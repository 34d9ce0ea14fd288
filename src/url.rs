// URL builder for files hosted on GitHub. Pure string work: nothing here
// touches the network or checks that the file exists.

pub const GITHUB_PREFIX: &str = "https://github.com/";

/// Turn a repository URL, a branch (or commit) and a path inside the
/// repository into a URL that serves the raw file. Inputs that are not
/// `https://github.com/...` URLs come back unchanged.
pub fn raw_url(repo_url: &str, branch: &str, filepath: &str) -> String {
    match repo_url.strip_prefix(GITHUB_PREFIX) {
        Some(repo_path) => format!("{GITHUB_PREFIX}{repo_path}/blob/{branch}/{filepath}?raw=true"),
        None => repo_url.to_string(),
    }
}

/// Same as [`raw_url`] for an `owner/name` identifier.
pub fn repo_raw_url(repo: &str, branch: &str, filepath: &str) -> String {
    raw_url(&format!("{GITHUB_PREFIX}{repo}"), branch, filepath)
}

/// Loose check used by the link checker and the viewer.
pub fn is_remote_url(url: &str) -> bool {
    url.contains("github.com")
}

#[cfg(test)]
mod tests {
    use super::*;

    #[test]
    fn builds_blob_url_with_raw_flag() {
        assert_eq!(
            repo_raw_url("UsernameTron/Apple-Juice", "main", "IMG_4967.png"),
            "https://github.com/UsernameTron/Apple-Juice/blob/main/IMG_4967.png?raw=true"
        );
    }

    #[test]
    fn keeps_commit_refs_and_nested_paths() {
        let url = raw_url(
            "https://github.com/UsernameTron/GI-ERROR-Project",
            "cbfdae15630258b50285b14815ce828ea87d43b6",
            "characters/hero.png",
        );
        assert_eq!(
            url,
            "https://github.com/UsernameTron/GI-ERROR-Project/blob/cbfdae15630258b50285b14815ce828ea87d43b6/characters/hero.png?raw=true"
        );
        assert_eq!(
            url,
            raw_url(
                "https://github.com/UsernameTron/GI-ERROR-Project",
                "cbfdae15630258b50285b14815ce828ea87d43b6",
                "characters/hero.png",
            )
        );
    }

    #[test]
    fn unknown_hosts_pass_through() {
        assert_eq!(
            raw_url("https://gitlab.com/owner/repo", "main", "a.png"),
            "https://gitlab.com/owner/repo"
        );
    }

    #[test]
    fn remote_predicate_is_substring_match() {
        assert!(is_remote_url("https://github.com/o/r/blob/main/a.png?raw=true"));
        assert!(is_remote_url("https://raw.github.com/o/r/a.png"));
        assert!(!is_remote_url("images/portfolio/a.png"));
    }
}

▶ Assigned task: The records above are to be written out again word for word.

▶ Answer space:
repository 34d9ce0ea14fd288
filename src/url.rs
// URL builder for files hosted on GitHub. Pure string work: nothing here
// touches the network or checks that the file exists.

pub const GITHUB_PREFIX: &str = "https://github.com/";

/// Turn a repository URL, a branch (or commit) and a path inside the
/// repository into a URL that serves the raw file. Inputs that are not
/// `https://github.com/...` URLs come back unchanged.
pub fn raw_url(repo_url: &str, branch: &str, filepath: &str) -> String {
    match repo_url.strip_prefix(GITHUB_PREFIX) {
        Some(repo_path) => format!("{GITHUB_PREFIX}{repo_path}/blob/{branch}/{filepath}?raw=true"),
        None => repo_url.to_string(),
    }
}

/// Same as [`raw_url`] for an `owner/name` identifier.
pub fn repo_raw_url(repo: &str, branch: &str, filepath: &str) -> String {
    raw_url(&format!("{GITHUB_PREFIX}{repo}"), branch, filepath)
}

/// Loose check used by the link checker and the viewer.
pub fn is_remote_url(url: &str) -> bool {
    url.contains("github.com")
}

#[cfg(test)]
mod tests {
    use super::*;

    #[test]
    fn builds_blob_url_with_raw_flag() {
        assert_eq!(
            repo_raw_url("UsernameTron/Apple-Juice", "main", "IMG_4967.png"),
            "https://github.com/UsernameTron/Apple-Juice/blob/main/IMG_4967.png?raw=true"
        );
    }

    #[test]
    fn keeps_commit_refs_and_nested_paths() {
        let url = raw_url(
            "https://github.com/UsernameTron/GI-ERROR-Project",
            "cbfdae15630258b50285b14815ce828ea87d43b6",
            "characters/hero.png",
        );
        assert_eq!(
            url,
            "https://github.com/UsernameTron/GI-ERROR-Project/blob/cbfdae15630258b50285b14815ce828ea87d43b6/characters/hero.png?raw=true"
        );
        assert_eq!(
            url,
            raw_url(
                "https://github.com/UsernameTron/GI-ERROR-Project",
                "cbfdae15630258b50285b14815ce828ea87d43b6",
                "characters/hero.png",
            )
        );
    }

    #[test]
    fn unknown_hosts_pass_through() {
        assert_eq!(
            raw_url("https://gitlab.com/owner/repo", "main", "a.png"),
            "https://gitlab.com/owner/repo"
        );
    }

    #[test]
    fn remote_predicate_is_substring_match() {
        assert!(is_remote_url("https://github.com/o/r/blob/main/a.png?raw=true"));
        assert!(is_remote_url("https://raw.github.com/o/r/a.png"));
        assert!(!is_remote_url("images/portfolio/a.png"));
    }
}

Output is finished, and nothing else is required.